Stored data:
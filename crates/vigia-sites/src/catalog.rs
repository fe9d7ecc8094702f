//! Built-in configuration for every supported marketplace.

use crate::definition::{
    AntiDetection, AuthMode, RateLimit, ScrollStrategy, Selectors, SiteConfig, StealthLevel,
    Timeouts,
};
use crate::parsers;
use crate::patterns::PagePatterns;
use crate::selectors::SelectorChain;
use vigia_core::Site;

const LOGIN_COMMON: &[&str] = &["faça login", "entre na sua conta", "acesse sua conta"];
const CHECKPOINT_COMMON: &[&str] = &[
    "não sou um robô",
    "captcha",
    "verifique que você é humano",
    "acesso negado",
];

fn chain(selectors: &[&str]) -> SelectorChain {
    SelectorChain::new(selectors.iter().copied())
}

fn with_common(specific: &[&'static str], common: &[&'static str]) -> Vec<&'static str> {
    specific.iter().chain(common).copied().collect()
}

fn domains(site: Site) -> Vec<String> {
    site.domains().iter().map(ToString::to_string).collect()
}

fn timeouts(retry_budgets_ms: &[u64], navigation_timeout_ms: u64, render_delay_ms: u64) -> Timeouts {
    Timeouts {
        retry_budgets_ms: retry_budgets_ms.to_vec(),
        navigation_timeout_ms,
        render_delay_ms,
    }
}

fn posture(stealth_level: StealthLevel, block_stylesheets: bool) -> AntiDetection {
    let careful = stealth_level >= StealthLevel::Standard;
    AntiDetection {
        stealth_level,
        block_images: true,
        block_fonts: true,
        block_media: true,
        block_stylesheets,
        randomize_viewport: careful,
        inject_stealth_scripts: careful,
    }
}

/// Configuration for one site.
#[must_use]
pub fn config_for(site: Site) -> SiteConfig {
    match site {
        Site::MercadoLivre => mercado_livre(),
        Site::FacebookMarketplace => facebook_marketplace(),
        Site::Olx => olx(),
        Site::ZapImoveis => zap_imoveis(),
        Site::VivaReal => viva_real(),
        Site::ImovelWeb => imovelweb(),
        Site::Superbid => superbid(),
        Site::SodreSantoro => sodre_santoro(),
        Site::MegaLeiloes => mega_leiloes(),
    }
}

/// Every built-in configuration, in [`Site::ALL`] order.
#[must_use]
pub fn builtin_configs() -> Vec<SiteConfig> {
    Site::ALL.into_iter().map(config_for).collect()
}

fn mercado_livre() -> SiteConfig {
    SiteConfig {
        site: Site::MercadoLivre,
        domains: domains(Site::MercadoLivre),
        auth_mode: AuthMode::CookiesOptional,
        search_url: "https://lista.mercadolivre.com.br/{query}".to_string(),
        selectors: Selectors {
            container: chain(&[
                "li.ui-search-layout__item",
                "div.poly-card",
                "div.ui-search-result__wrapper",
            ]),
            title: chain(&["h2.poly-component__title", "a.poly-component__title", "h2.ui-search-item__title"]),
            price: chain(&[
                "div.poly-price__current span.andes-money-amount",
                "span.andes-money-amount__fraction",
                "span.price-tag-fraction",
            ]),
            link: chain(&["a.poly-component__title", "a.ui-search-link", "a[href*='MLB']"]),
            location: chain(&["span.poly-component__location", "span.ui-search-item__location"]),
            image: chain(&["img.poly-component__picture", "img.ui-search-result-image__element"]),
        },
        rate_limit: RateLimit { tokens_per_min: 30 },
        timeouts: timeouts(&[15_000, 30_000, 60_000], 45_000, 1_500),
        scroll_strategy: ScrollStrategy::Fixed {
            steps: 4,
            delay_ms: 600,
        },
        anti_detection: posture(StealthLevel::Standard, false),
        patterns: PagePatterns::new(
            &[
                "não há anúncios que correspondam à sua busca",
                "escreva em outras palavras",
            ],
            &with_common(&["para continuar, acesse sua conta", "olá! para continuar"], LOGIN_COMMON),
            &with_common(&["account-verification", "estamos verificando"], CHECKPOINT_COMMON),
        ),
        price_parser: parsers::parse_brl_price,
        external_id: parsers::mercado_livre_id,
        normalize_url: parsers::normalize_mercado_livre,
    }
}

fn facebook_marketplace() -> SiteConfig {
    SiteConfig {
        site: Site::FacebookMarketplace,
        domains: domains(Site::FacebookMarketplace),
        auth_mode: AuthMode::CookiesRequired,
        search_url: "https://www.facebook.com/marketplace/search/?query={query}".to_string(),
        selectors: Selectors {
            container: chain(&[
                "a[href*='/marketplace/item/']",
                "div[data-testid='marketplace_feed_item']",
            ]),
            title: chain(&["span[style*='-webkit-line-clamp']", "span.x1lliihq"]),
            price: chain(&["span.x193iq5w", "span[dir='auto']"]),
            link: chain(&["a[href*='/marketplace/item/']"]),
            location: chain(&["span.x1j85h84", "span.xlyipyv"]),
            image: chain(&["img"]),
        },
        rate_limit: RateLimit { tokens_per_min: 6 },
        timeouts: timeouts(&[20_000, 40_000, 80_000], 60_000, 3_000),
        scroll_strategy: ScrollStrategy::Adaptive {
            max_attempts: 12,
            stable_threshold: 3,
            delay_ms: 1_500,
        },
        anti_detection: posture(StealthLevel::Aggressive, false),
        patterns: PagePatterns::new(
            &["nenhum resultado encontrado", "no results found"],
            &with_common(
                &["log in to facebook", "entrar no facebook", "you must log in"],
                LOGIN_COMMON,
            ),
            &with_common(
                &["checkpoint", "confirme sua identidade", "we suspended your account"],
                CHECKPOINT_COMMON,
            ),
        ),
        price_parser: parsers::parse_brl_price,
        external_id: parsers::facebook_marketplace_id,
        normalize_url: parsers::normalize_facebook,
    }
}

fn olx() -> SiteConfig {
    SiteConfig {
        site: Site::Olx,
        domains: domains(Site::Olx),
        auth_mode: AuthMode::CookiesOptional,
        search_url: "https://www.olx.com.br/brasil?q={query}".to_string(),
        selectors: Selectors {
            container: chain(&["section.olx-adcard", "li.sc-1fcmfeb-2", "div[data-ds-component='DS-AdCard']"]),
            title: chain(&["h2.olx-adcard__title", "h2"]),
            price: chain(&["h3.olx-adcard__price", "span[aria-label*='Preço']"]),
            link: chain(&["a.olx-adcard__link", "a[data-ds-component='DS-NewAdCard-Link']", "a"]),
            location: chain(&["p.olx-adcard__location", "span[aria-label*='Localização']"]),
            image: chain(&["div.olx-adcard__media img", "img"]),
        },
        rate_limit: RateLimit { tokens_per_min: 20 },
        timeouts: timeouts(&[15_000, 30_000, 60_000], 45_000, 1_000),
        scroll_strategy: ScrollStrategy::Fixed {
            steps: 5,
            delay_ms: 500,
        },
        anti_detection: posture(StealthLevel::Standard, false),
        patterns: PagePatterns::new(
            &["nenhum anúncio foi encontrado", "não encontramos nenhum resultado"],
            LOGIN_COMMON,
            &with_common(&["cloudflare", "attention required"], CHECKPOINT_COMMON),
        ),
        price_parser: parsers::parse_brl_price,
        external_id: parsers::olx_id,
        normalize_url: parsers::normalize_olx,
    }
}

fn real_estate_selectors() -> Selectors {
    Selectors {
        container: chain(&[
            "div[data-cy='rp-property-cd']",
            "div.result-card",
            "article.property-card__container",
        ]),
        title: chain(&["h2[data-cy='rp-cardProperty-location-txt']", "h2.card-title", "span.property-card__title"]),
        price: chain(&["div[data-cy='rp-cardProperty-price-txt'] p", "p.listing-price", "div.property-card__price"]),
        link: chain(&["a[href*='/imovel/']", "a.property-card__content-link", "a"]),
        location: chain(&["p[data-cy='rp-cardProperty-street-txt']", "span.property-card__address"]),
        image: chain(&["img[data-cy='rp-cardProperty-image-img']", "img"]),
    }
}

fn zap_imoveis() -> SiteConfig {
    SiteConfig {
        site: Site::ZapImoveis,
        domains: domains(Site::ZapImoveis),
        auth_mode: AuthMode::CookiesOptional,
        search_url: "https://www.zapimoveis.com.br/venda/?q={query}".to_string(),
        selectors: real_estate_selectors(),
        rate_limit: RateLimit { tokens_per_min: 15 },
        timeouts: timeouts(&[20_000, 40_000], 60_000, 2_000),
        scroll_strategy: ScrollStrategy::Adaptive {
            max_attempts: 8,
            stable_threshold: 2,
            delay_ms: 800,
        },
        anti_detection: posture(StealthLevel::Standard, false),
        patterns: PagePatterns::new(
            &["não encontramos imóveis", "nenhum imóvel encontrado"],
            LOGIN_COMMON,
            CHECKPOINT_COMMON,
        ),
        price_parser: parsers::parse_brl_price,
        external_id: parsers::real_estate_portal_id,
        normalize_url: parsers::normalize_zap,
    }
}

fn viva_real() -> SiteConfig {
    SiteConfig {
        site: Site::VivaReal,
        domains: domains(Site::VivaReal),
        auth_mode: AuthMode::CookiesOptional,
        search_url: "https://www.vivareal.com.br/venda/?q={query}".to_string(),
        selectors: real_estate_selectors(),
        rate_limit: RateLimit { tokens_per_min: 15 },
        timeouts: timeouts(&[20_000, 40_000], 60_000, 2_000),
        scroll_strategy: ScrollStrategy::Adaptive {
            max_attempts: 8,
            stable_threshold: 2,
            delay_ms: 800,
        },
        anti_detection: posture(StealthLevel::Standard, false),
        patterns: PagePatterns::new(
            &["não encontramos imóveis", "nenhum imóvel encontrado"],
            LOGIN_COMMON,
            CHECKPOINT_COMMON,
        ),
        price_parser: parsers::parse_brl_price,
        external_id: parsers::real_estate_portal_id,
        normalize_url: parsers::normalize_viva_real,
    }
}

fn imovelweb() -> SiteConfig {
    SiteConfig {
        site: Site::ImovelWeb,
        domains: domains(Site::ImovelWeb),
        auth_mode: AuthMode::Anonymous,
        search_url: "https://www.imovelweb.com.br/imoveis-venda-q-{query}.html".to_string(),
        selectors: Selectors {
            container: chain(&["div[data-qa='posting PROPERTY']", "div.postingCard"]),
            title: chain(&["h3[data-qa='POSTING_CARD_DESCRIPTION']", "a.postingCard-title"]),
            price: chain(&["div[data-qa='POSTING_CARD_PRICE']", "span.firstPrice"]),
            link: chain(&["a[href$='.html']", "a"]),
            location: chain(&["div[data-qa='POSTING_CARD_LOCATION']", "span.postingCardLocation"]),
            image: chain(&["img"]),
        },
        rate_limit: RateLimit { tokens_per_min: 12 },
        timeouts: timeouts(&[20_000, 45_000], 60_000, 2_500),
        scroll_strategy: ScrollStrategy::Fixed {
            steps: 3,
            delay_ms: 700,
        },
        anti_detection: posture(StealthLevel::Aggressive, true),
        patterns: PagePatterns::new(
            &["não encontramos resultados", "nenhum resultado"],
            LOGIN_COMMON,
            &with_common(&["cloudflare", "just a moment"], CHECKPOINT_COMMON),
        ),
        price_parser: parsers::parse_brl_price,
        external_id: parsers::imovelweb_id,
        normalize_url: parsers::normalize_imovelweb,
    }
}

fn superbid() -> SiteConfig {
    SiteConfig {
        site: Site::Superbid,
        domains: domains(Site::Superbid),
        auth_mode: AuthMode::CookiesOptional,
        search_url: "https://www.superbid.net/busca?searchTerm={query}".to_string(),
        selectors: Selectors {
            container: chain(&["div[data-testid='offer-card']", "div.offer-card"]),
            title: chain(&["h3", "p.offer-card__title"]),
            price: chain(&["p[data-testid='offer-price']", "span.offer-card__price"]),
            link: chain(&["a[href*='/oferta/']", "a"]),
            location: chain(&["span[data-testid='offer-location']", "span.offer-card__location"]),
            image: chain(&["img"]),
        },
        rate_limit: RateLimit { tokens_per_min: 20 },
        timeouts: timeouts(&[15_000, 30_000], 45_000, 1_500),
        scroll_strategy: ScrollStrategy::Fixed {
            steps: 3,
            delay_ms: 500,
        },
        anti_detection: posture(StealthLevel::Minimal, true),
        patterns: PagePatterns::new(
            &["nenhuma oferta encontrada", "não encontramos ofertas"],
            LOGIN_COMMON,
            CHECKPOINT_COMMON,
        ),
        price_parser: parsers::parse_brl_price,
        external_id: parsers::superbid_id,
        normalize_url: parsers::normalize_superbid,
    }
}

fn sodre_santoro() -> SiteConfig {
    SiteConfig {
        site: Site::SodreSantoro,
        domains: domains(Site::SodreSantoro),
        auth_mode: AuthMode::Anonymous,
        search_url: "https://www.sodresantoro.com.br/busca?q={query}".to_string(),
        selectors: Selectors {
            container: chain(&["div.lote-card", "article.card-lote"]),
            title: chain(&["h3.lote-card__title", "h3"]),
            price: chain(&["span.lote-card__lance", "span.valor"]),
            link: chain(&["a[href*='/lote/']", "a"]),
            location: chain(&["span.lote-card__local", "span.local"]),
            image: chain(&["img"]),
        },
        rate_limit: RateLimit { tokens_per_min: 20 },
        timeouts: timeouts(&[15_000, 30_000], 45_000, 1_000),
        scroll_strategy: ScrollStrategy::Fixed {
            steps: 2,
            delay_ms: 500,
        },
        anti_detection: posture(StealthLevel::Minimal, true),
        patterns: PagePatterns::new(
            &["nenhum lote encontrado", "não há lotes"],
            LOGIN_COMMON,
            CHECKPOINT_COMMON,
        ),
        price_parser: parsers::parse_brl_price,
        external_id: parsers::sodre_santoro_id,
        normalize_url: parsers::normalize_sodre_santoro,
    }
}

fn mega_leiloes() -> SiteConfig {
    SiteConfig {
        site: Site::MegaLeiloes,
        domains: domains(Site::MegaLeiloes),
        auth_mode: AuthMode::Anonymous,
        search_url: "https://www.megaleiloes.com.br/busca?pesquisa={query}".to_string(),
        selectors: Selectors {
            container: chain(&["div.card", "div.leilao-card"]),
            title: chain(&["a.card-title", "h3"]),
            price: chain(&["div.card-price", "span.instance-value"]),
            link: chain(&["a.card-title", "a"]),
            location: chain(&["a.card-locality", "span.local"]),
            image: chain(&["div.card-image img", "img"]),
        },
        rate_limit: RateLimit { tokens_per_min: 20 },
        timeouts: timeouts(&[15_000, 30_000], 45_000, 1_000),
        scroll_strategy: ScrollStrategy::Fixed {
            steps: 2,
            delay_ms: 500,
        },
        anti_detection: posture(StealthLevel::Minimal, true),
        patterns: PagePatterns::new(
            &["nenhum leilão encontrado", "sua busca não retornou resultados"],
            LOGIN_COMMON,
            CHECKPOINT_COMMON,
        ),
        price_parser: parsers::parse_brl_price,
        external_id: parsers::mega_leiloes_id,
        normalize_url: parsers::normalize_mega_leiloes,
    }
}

==

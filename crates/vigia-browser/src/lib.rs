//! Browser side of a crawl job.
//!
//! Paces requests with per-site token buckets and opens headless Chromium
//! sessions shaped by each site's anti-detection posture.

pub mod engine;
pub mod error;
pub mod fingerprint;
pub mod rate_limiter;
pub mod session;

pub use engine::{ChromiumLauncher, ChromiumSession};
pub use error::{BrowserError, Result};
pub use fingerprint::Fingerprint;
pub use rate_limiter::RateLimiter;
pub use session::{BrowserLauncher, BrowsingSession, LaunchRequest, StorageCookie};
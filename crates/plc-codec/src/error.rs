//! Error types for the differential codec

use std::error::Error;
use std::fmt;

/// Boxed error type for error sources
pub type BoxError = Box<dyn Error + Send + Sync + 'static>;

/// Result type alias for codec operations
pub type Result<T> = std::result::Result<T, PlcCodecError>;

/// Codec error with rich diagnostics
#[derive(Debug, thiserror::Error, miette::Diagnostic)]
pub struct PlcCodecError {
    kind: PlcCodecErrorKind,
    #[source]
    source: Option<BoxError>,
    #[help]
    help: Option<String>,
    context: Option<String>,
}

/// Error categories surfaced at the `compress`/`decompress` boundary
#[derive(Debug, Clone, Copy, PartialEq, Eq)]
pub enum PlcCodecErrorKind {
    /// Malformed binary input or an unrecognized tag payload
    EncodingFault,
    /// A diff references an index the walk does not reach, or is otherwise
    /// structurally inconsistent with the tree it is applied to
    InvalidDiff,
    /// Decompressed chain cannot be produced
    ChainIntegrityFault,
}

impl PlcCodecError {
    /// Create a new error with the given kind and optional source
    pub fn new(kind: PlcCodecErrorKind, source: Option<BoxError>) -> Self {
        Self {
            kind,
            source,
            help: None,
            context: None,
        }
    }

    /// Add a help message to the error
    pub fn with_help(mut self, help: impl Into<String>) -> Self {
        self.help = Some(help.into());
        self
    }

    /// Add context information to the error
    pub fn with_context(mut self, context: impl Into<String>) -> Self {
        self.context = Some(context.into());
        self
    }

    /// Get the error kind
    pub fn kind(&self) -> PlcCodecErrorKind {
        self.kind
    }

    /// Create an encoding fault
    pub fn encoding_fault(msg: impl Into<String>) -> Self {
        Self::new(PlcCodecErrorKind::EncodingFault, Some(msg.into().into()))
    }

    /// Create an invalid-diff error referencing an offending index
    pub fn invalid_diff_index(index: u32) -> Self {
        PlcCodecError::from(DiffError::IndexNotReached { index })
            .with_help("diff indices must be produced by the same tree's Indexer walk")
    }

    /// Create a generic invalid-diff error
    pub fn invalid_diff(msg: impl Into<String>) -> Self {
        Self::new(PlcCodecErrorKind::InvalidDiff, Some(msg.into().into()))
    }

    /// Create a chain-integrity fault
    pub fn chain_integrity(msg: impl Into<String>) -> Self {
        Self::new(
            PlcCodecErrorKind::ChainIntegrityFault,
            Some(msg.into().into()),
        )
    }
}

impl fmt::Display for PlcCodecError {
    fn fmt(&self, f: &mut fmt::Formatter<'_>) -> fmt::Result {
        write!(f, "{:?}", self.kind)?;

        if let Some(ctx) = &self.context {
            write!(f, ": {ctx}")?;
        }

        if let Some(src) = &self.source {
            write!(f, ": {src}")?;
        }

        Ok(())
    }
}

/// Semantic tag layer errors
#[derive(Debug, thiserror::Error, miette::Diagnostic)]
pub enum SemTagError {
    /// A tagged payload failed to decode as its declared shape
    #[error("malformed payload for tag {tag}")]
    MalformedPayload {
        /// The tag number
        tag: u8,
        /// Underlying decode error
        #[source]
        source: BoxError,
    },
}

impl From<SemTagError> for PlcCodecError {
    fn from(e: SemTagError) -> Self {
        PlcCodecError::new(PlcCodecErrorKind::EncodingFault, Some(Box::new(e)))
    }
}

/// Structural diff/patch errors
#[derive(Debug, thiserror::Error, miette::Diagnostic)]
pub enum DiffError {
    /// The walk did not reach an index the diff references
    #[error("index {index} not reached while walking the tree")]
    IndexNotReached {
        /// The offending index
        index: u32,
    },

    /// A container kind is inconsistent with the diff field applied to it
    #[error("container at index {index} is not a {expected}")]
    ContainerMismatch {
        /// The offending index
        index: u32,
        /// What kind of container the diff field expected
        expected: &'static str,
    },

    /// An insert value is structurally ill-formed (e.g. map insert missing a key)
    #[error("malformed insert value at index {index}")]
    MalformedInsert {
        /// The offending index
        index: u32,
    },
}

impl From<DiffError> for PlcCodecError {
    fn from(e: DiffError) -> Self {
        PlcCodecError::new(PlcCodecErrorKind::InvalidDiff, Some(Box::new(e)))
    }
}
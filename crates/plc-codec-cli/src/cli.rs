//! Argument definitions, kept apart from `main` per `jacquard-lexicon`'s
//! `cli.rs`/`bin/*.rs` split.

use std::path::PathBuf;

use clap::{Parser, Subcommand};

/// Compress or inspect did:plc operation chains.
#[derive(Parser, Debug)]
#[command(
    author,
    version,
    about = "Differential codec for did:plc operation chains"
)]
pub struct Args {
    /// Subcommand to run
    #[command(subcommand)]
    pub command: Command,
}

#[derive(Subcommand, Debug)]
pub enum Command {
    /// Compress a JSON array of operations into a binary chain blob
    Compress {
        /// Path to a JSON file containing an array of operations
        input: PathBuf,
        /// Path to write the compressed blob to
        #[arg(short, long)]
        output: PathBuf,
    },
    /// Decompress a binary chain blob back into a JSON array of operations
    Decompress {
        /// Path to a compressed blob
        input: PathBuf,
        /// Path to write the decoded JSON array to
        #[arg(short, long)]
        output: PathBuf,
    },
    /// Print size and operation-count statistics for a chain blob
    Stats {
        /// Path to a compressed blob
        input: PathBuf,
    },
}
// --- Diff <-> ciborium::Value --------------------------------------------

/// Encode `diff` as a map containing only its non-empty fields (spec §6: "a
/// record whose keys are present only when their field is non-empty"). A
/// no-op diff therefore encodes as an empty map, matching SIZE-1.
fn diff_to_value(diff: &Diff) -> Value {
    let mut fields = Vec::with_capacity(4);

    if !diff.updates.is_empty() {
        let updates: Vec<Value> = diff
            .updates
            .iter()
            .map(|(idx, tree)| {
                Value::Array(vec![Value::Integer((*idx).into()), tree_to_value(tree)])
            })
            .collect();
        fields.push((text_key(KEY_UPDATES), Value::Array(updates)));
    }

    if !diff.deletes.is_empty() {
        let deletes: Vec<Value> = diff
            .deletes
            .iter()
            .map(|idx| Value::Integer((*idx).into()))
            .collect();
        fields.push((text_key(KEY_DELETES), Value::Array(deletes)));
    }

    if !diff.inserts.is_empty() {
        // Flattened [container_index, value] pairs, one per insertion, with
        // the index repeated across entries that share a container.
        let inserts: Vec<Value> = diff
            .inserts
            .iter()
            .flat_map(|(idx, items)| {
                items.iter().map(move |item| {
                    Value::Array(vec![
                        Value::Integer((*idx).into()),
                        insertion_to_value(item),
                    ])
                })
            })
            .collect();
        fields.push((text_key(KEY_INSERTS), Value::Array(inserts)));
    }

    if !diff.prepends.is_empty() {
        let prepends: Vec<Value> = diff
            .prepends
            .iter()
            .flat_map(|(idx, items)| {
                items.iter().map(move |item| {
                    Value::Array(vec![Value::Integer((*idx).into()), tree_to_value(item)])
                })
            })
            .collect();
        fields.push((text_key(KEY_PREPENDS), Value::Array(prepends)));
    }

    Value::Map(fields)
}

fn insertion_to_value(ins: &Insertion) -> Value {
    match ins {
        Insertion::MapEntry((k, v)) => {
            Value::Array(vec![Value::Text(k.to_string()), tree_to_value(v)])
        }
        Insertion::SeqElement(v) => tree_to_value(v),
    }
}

** Work order **
Retype only this portion of the data above: the line containing "filename crates/vigia-sites/src/catalog.rs", the line containing "use crate::selectors::SelectorChain;", and all lines between them, exactly.

** Output below **
filename crates/vigia-sites/src/catalog.rs
repository fe9d7ecc8094702f
//! Built-in configuration for every supported marketplace.

use crate::definition::{
    AntiDetection, AuthMode, RateLimit, ScrollStrategy, Selectors, SiteConfig, StealthLevel,
    Timeouts,
};
use crate::parsers;
use crate::patterns::PagePatterns;
use crate::selectors::SelectorChain;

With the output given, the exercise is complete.